Le même FileNet lance ces jours-ci une évolution majeure de son produit phare, FileNet P8. L’originalité de la nouvelle version est d’intégrer à la gestion de contenu stricto sensu un outil de gestion des processus métiers ainsi qu’une palette de connecteurs aux diverses applications de gestion du marché (SAP, Siebel…), via un partenariat avec un spécialiste de l’EAI, Crossworld (racheté il y a peu par IBM). Comment justifier le mariage de la gestion de contenu et de l’EAI? « La vraie valeur ajoutée d’une plate-forme d’ECM réside dans sa capacité à être un vecteur d’accélération de la prise des bonnes décisions. Pour cela, rendre visibles des documents ne suffit pas. L’ECM doit être intégrée aux processus et applications métiers de l’entreprise. Ainsi, tel document reçu par mail ou par fax va induire sa prise en compte par un expert métier et déclencher telle ou telle action, par exemple l’ouverture d’un dossier à la suite d’un sinistre, accepter ou refuser un prêt, alimenter ou éliminer des stocks… », explique Richard Lucas, directeur marketing de la filiale française.

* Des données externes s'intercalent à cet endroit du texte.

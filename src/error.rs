//! Error types for Hearth
//!
//! This module defines all error types used throughout the application,
//! using `thiserror` for ergonomic error handling.

use thiserror::Error;

/// Main error type for Hearth operations
///
/// Covers routing lookups, planner preconditions, history persistence,
/// configuration loading and storage backends. Only `UnknownSession`,
/// `NoContextData` and `EmptyCatalog` are fatal to a routing or planning
/// call; `LogWrite` is reported and swallowed by the router.
#[derive(Error, Debug)]
pub enum HearthError {
    /// Session key is not present in the session mapping
    #[error("Unknown session key: {0}")]
    UnknownSession(String),

    /// Context is mapped but has no topic or keyword data
    #[error("No context data for: {0}")]
    NoContextData(String),

    /// Planner was called with an empty recipe catalog
    #[error("Recipe catalog is empty, cannot generate a plan")]
    EmptyCatalog,

    /// History log could not be written
    #[error("History log write failed: {0}")]
    LogWrite(String),

    /// Configuration-related errors
    #[error("Configuration error: {0}")]
    Config(String),

    /// Document store errors (backend open, read, write)
    #[error("Storage error: {0}")]
    Storage(String),

    /// Stored document exists but is not valid JSON
    #[error("Corrupt document: {0}")]
    CorruptDocument(String),

    /// Recipe id not present in the catalog
    #[error("Unknown recipe: {0}")]
    UnknownRecipe(String),

    /// Plan day is missing or cannot hold a recipe
    #[error("Invalid plan day: {0}")]
    InvalidPlanDay(String),

    /// IO errors
    #[error("IO error: {0}")]
    Io(#[from] std::io::Error),

    /// JSON serialization/deserialization errors
    #[error("Serialization error: {0}")]
    Serialization(#[from] serde_json::Error),

    /// YAML parsing errors
    #[error("YAML error: {0}")]
    Yaml(#[from] serde_yaml::Error),
}

/// Result type alias for Hearth operations
///
/// Uses `anyhow::Error` so callers get context chains; the concrete
/// `HearthError` kind can be recovered with `downcast_ref`.
pub type Result<T> = anyhow::Result<T>;
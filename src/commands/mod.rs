//! Command handlers for the Hearth CLI
//!
//! Each handler takes the loaded configuration, builds the pieces it needs
//! (registry, store, catalog) and prints its result to stdout.

pub mod history;
pub mod plan;
pub mod route;

use crate::config::Config;
use crate::routing::{ContextRegistry, HistoryLimits, HistoryLog, Router};
use crate::storage::{open_store, SharedStore};

/// Open the configured document store
pub fn store_from_config(config: &Config) -> crate::error::Result<SharedStore> {
    open_store(&config.storage)
}

/// History log over the configured store
pub fn history_from_config(config: &Config) -> crate::error::Result<HistoryLog> {
    Ok(HistoryLog::new(
        store_from_config(config)?,
        HistoryLimits::from(&config.routing),
    ))
}

/// Router with the configured registry and history log
pub fn router_from_config(config: &Config) -> crate::error::Result<Router> {
    let registry = ContextRegistry::load(&config.routing.session_manager_path)?;
    Ok(Router::new(registry, history_from_config(config)?))
}
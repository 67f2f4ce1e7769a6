use std::fs;
use std::path::{Path, PathBuf};
use tempfile::TempDir;

#[allow(dead_code)]
pub const SESSION_MANAGER: &str = r#"{
  "sessions": {
    "home": {
      "name": "Home Bot",
      "persona": "Family assistant",
      "topics": ["recipe", "shopping list", "dinner", "meal plan", "groceries"],
      "telegramAccount": "hearth_home_bot"
    },
    "work": {
      "name": "Work Bot",
      "persona": "Business assistant",
      "topics": ["project", "client", "meeting", "invoice"]
    },
    "admin": {
      "name": "Admin Bot",
      "persona": "Technical assistant",
      "topics": ["server", "backup", "deploy"]
    }
  },
  "sessionMapping": {
    "agent:main:telegram:home:dm:1": "home",
    "agent:main:telegram:work:dm:1": "work",
    "agent:main:telegram:admin:dm:1": "admin"
  },
  "autoSwitchPatterns": {
    "home": ["milk", "chicken"],
    "admin": ["system", "config"]
  }
}"#;

#[allow(dead_code)]
pub const RECIPES: &str = r#"[
  {"id": "1", "name": "Spaghetti Bolognese", "category": "pasta", "cookingTime": 45,
   "ingredients": [{"name": "Spaghetti", "quantity": 400, "unit": "g"},
                   {"name": "Tomato", "quantity": 2, "unit": "piece"}],
   "favorite": true},
  {"id": "2", "name": "Chicken Fried Rice", "category": "rice", "cookingTime": 30,
   "ingredients": [{"name": "Rice", "quantity": 300, "unit": "g"},
                   {"name": "Chicken thighs", "quantity": 400, "unit": "g"}]},
  {"id": "3", "name": "Baked Salmon", "category": "seafood", "cookingTime": 40,
   "ingredients": [{"name": "Salmon fillet", "quantity": 2, "unit": "piece"}]},
  {"id": "4", "name": "Veggie Curry", "category": "curry", "cookingTime": 35,
   "ingredients": [{"name": "Tomato", "quantity": 2, "unit": "piece"},
                   {"name": "Coconut milk", "quantity": 1, "unit": "cup"}]},
  {"id": "5", "name": "Beef Tacos", "category": "mexican", "cookingTime": 25,
   "ingredients": [{"name": "Tomato", "quantity": 2, "unit": "piece"},
                   {"name": "Beef mince", "quantity": 500, "unit": "g"}],
   "favorite": true}
]"#;

#[allow(dead_code)]
pub fn temp_config_file(contents: &str) -> (TempDir, PathBuf) {
    let temp_dir = TempDir::new().expect("failed to create tempdir");
    let config_path = temp_dir.path().join("config.yaml");
    fs::write(&config_path, contents).expect("failed to write config file");
    (temp_dir, config_path)
}

/// Temporary workspace with fixtures and a config file pointing at them
#[allow(dead_code)]
pub fn temp_workspace() -> (TempDir, PathBuf) {
    let temp_dir = TempDir::new().expect("failed to create tempdir");
    let sessions = write(temp_dir.path(), "session-manager.json", SESSION_MANAGER);
    let recipes = write(temp_dir.path(), "recipes.json", RECIPES);
    let data_dir = temp_dir.path().join("data");

    let config = format!(
        r#"
routing:
  session_manager_path: {}
  context_history_limit: 3
  central_history_limit: 5

planner:
  catalog_path: {}

storage:
  backend: json
  data_dir: {}

logging:
  level: warn
"#,
        sessions.display(),
        recipes.display(),
        data_dir.display()
    );
    let config_path = write(temp_dir.path(), "config.yaml", &config);
    (temp_dir, config_path)
}

#[allow(dead_code)]
fn write(dir: &Path, name: &str, contents: &str) -> PathBuf {
    let path = dir.join(name);
    fs::write(&path, contents).expect("failed to write fixture");
    path
}
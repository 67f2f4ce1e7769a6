//! Document storage for history logs and saved plans
//!
//! The routing and planning code never touches files directly. Everything
//! persistent goes through [`DocumentStore`], a small key/value repository of
//! JSON documents, so the backend (flat files, sled, memory) can be swapped
//! by configuration alone.

use crate::config::{StorageBackend, StorageConfig};
use crate::error::{HearthError, Result};
use directories::ProjectDirs;
use serde::de::DeserializeOwned;
use serde::Serialize;
use std::path::PathBuf;
use std::sync::Arc;

pub mod json_file;
pub mod memory;
pub mod sled_store;

pub use json_file::JsonFileStore;
pub use memory::MemoryStore;
pub use sled_store::SledStore;

/// Repository of JSON documents addressed by string keys
///
/// Implementations must rewrite a document in full on `put`; there is no
/// partial update or append primitive.
#[cfg_attr(test, mockall::automock)]
pub trait DocumentStore: Send + Sync {
    /// Fetch a document, `None` when the key has never been written
    ///
    /// A stored document that is not valid JSON is reported as
    /// `HearthError::CorruptDocument`.
    fn get(&self, key: &str) -> Result<Option<serde_json::Value>>;

    /// Create or replace a document
    fn put(&self, key: &str, value: &serde_json::Value) -> Result<()>;

    /// All stored keys, sorted
    fn list(&self) -> Result<Vec<String>>;
}

/// Shared handle used by the router, history log and commands
pub type SharedStore = Arc<dyn DocumentStore>;

/// Load and deserialize a typed document
///
/// # Errors
///
/// Returns the backend error, or `HearthError::Serialization` when the stored
/// JSON does not match `T`.
pub fn load_document<T: DeserializeOwned>(store: &dyn DocumentStore, key: &str) -> Result<Option<T>> {
    match store.get(key)? {
        Some(value) => {
            let typed = serde_json::from_value(value).map_err(HearthError::Serialization)?;
            Ok(Some(typed))
        }
        None => Ok(None),
    }
}

/// Serialize and store a typed document
pub fn store_document<T: Serialize + ?Sized>(
    store: &dyn DocumentStore,
    key: &str,
    value: &T,
) -> Result<()> {
    let json = serde_json::to_value(value).map_err(HearthError::Serialization)?;
    store.put(key, &json)
}

/// Reject keys that could escape a store root or collide across backends
///
/// Keys are limited to ASCII letters, digits, `-`, `_` and `.`, must not be
/// empty and must not start with a dot.
pub fn validate_key(key: &str) -> Result<()> {
    let valid = !key.is_empty()
        && !key.starts_with('.')
        && key
            .chars()
            .all(|c| c.is_ascii_alphanumeric() || matches!(c, '-' | '_' | '.'));
    if valid {
        Ok(())
    } else {
        Err(HearthError::Storage(format!("Invalid document key: {:?}", key)).into())
    }
}

/// Resolve the data directory: configured value, else the platform data dir
pub fn resolve_data_dir(config: &StorageConfig) -> Result<PathBuf> {
    if let Some(dir) = &config.data_dir {
        return Ok(dir.clone());
    }

    let proj_dirs = ProjectDirs::from("com", "hearth", "hearth")
        .ok_or_else(|| HearthError::Storage("Could not determine data directory".into()))?;
    Ok(proj_dirs.data_dir().to_path_buf())
}

/// Open the configured backend
///
/// # Examples
///
/// ```
/// use hearth::config::{StorageBackend, StorageConfig};
/// use hearth::storage::open_store;
///
/// let dir = tempfile::tempdir().unwrap();
/// let config = StorageConfig {
///     backend: StorageBackend::Json,
///     data_dir: Some(dir.path().to_path_buf()),
/// };
/// let store = open_store(&config).unwrap();
/// assert!(store.list().unwrap().is_empty());
/// ```
pub fn open_store(config: &StorageConfig) -> Result<SharedStore> {
    let data_dir = resolve_data_dir(config)?;
    tracing::debug!("Opening {:?} store in {}", config.backend, data_dir.display());

    let store: SharedStore = match config.backend {
        StorageBackend::Json => Arc::new(JsonFileStore::new(data_dir)?),
        StorageBackend::Sled => Arc::new(SledStore::new(data_dir.join("hearth.sled"))?),
        StorageBackend::Memory => Arc::new(MemoryStore::new()),
    };
    Ok(store)
}

#[cfg(test)]
mod tests {
    use super::*;
    use serde::Deserialize;

    #[derive(Debug, Serialize, Deserialize, PartialEq)]
    struct Note {
        title: String,
        pinned: bool,
    }

    #[test]
    fn test_validate_key_accepts_plain_names() {
        assert!(validate_key("session-home-history").is_ok());
        assert!(validate_key("routing_log.v2").is_ok());
    }

    #[test]
    fn test_validate_key_rejects_traversal() {
        assert!(validate_key("../etc/passwd").is_err());
        assert!(validate_key("a/b").is_err());
        assert!(validate_key("").is_err());
        assert!(validate_key(".hidden").is_err());
    }

    #[test]
    fn test_typed_helpers_through_memory_store() {
        let store = MemoryStore::new();
        let note = Note {
            title: "groceries".to_string(),
            pinned: true,
        };
        store_document(&store, "note", &note).unwrap();
        let loaded: Option<Note> = load_document(&store, "note").unwrap();
        assert_eq!(loaded, Some(note));
    }

    #[test]
    fn test_load_document_missing_key() {
        let store = MemoryStore::new();
        let loaded: Option<Note> = load_document(&store, "absent").unwrap();
        assert!(loaded.is_none());
    }

    #[test]
    fn test_load_document_shape_mismatch() {
        let store = MemoryStore::new();
        store.put("note", &serde_json::json!([1, 2, 3])).unwrap();
        let result: Result<Option<Note>> = load_document(&store, "note");
        assert!(result.is_err());
    }

    #[test]
    fn test_open_store_memory_backend() {
        let config = StorageConfig {
            backend: StorageBackend::Memory,
            data_dir: Some(PathBuf::from("/nonexistent/unused")),
        };
        let store = open_store(&config).unwrap();
        store.put("k", &serde_json::json!({"v": 1})).unwrap();
        assert_eq!(store.list().unwrap(), vec!["k".to_string()]);
    }
}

Durcissement du contexte concurrentiel

Si les éditeurs tel FileNet se targuent d’avoir le bon positionnement, ils vont rapidement devoir faire face à un durcissement du contexte concurrentiel. Car les très grands de l’informatique comme Microsoft (voir édition du 27 novembre 2002) et surtout IBM s’intéressent de près à ce domaine applicatif. IBM va ainsi lui dédier une force commerciale de 2 000 personnes. L’engagement d’un grand sur un marché émergent a toujours au moins un impact positif, celui de crédibiliser ce secteur auprès des entreprises. Mais incontestablement, l’offensive d’IBM est une menace très sérieuse pour les « petits » acteurs. Très clairement, IBM va entrer dans une compétition frontale avec Documentum et FileNet. Bien sûr ces derniers bénéficient sans aucun doute d’une expertise de l’ECM supérieure à celle d’IBM – plus de vingt ans dans le cas de FileNet. Mais Big Blue apporte à contrario une intégration native de la gestion de contenu dans ses logiciels d’infrastructure, en particulier son serveur d’application J2EE WebSphere. Or, si la valeur ajoutée d’une plate-forme d’ECM est bien d’intégrer la gestion de contenue aux processus métiers et à leur traduction informatique, le tout fédéré au sein d’un portail, qui, mieux qu’IBM, est à même d’y parvenir? Il dispose en effet d’une expertise dans tous les domaines requis, notamment l’EAI grâce à CrossWorld, par ailleurs partenaire de… FileNet. Et si son point faible reste l’ECM, il lui suffirait de procéder à l’acquisition d’un spécialiste pour se mettre à niveau. Du reste, une note récente du cabinet d’études AMR Research consacrée à la stratégie d’acquisition d’IBM, très active ces derniers temps, citait fort logiquement comme cible potentielle Documentum et FileNet. Sachant, en outre, que FileNet P8 fournit un connecteur pour WebSphere, l’intégration des deux offres ne devrait pas poser trop de problèmes. En attendant, la question du devenir des partenariats en cours se pose.

Ce qu’il a de certain, en tout cas, c’est que 2003 sera une année de consolidation du marché de l’ECM.